I refuse to be weighed at a weight that is elevated due to bingeing. I will tell you exactly why. The time I went to see my primary care doctor…this I explained to you out loud but I will tell you again. I had just binged the night before. She weighed me. She said, “I want you to stay at this weight.” I was at the time ten pounds heavier than usual due to the binge. Well, fuck you. I fasted and within an extremely short period, like about 24 to 36 hours or maybe 48 hours, I lost all the weight. I told her in the office, “What you are weighing is the food in my stomach, the crap in my intestines, and water weight.” She said, “I can’t believe you have ten pounds of that.” I said, “After 32 years, I know my body.”
After 32 years, I know my body.
I know my body more than you do. I know my body better than any doctor or hospital. I know my mind and my eating disorder better than my therapist does. I have lived with this disorder, this unique disorder that I don’t think these treatment centers see very often, and no one else has lived with my disorder in my body for these 32 years so no one knows is and knows what it feels like to be me better than I do.
It is not your place to judge me or make conclusions based on my eating behaviors as to the extent of my so-called “recovery.” It is not your place to pass moral judgment on me. I made a stern statement while in the hospital that how and how much people were eating in the dining room said nothing about how hard they were trying or what their attitude was or why they were there. This hit hard but I had to say it. Please, dear readers, do like they did in the dining room. Keep your eyes on your own tray and I will keep my eyes on mine. I will write in here about my life, though, and give you a window, a peephole, into it. I hope you enjoy my peepholes. I enjoy pecking them out.
I am speaking from a hall phone in this audio post. If I recall correctly, I am using the phone near the outer “locked” door, the “way out” of the unit. For the entire sixteen days, I stayed on the unit, within the locked doors.

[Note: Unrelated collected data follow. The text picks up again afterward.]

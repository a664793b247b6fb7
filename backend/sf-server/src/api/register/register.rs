//! Registration handler

use crate::{ApiError, ApiJson, ApiResult, AppState, RegisterResponse, RegisteredIdentity};

use sf_core::RegistrationCandidate;
use sf_db::IdentityRepository;

use axum::{Json, extract::State, http::StatusCode};
use log::{info, warn};

/// POST /register
///
/// Validate, reject duplicates, hash the credential, persist. Exactly one
/// record is written on success and none on any failure.
pub async fn register(
    State(state): State<AppState>,
    ApiJson(candidate): ApiJson<RegistrationCandidate>,
) -> ApiResult<(StatusCode, Json<RegisterResponse>)> {
    // Limits apply to what is stored
    let candidate = candidate.escaped();
    candidate.validate(&state.limits)?;

    let repo = IdentityRepository::new(state.pool.clone());
    if repo.exists(&candidate.email).await? {
        warn!("Registration rejected, email already registered");
        return Err(ApiError::duplicate());
    }

    let credential_hash = state.hasher.hash_blocking(candidate.password.clone()).await?;

    let email = candidate.email.clone();
    let record = candidate.into_record(credential_hash);

    // A concurrent registration can still win the race; the UNIQUE
    // constraint surfaces it as DbError::Duplicate
    let id = repo.create(&record).await?;

    info!("Registered identity {}", id);

    Ok((
        StatusCode::CREATED,
        Json(RegisterResponse {
            success: true,
            data: RegisteredIdentity {
                id: id.to_string(),
                email,
            },
        }),
    ))
}
//! Editable copy of a profile, submitted wholesale on save.

use crate::{
    FieldLimits, Profile, Result as CoreErrorResult, escape_markup, escape_optional,
    validate_image_data_url,
};

use serde::{Deserialize, Serialize};

#[derive(Debug, Clone, PartialEq, Eq, Serialize, Deserialize)]
#[serde(rename_all = "camelCase")]
pub struct ProfileDraft {
    pub first_name: String,
    pub last_name: String,
    /// Identity key; selects the record to replace
    pub email: String,
    #[serde(default)]
    pub contact_number: Option<String>,
    #[serde(default, alias = "profilePicture")]
    pub profile_image: Option<String>,
    /// New password; absent or empty leaves the credential unchanged
    #[serde(default, skip_serializing_if = "Option::is_none")]
    pub password: Option<String>,
}

impl From<&Profile> for ProfileDraft {
    fn from(profile: &Profile) -> Self {
        Self {
            first_name: profile.first_name.clone(),
            last_name: profile.last_name.clone(),
            email: profile.email.clone(),
            contact_number: profile.contact_number.clone(),
            profile_image: profile.profile_image.clone(),
            password: None,
        }
    }
}

impl ProfileDraft {
    pub fn credential_changed(&self) -> bool {
        self.password.as_deref().is_some_and(|p| !p.is_empty())
    }

    /// Copy with text fields escaped; the password is passed through untouched
    pub fn escaped(&self) -> Self {
        Self {
            first_name: escape_markup(&self.first_name),
            last_name: escape_markup(&self.last_name),
            email: escape_markup(&self.email),
            contact_number: escape_optional(self.contact_number.as_deref()),
            profile_image: self.profile_image.clone().filter(|s| !s.is_empty()),
            password: self.password.clone(),
        }
    }

    /// Field checks, then the attachment check. An empty attachment counts
    /// as absent.
    ///
    /// Run on the `escaped` copy so the limits hold for the stored text.
    #[track_caller]
    pub fn validate(&self, limits: &FieldLimits) -> CoreErrorResult<()> {
        limits.validate_identity_fields(
            &self.first_name,
            &self.last_name,
            &self.email,
            self.contact_number.as_deref(),
        )?;

        if let Some(image) = self.profile_image.as_deref().filter(|s| !s.is_empty()) {
            validate_image_data_url(image, limits.max_image_bytes)?;
        }

        Ok(())
    }

    /// The record of truth after this draft has been saved
    pub fn promote(&self, previous: &Profile) -> Profile {
        Profile {
            id: previous.id.clone(),
            first_name: self.first_name.clone(),
            last_name: self.last_name.clone(),
            email: previous.email.clone(),
            contact_number: self.contact_number.clone(),
            profile_image: self.profile_image.clone(),
        }
    }
}
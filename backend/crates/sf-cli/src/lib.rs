//! sf-cli library
//!
//! HTTP client, session context, registration form and the profile editor
//! state machine. The `sf` binary is a thin front end over these.

pub(crate) mod attachment_file;
pub(crate) mod client;
pub(crate) mod editor;
pub(crate) mod registration_form;
pub(crate) mod session;

#[cfg(test)]
mod tests;

pub use attachment_file::{mime_for_path, read_attachment};
pub use client::{CliClientResult, Client, ClientError, RegisterAck, SaveOutcome};
pub use editor::{
    EditableField, EditorState, PASSWORD_CHANGED_NOTICE, PROFILE_SAVED_NOTICE, ProfileBackend,
    ProfileEditor,
};
pub use registration_form::{PASSWORD_MISMATCH_MESSAGE, REGISTERED_MESSAGE, RegistrationForm};
pub use session::SessionContext;
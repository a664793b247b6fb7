use crate::AppState;

use axum::{
    Json,
    extract::State,
    http::StatusCode,
    response::{IntoResponse, Response},
};
use serde_json::json;

/// GET /health - component status including a database round trip
pub async fn health(State(state): State<AppState>) -> Response {
    let database = match sf_db::ping(&state.pool).await {
        Ok(()) => "operational",
        Err(e) => {
            log::warn!("Health check database ping failed: {}", e);
            "unavailable"
        }
    };
    let status = if database == "operational" {
        "healthy"
    } else {
        "degraded"
    };

    let health = json!({
        "status": status,
        "version": env!("CARGO_PKG_VERSION"),
        "components": {
            "database": database,
        },
        "timestamp": chrono::Utc::now().to_rfc3339(),
    });

    (StatusCode::OK, Json(health)).into_response()
}

/// GET /live - the process is up
pub async fn liveness() -> Response {
    (StatusCode::OK, "OK").into_response()
}

/// GET /ready - 503 until the database answers
pub async fn readiness(State(state): State<AppState>) -> Response {
    match sf_db::ping(&state.pool).await {
        Ok(()) => (StatusCode::OK, "Ready").into_response(),
        Err(e) => {
            log::warn!("Readiness check failed: {}", e);
            (StatusCode::SERVICE_UNAVAILABLE, "Database unavailable").into_response()
        }
    }
}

In this brief entry, I am saying a temporary goodbye, explaining that for now, I am not allowed to blog. Future entries give further explanation as to what was going on with the whole telephone rights issue. I was discharged Feb. 24. On Feb 21, there was a huge blowout between me and staff when I found out that not only was I no longer allowed to blog, but my word was not trusted. I said I would not blog, but now, I couldn’t even make a phone call to a friend in privacy. My telephone rights were completely suspended. Not only this, my social worker didn’t even have the guts to tell me this to my face. She let the other staff tell me. That evening, they were cold and hostile to me. After several days…there were no several days. I had had it. I couldn’t tolerate the disrespect. I couldn’t tolerate being treated like a child. I was getting worse and worse. I was going to have to nurse myself back to health on my own.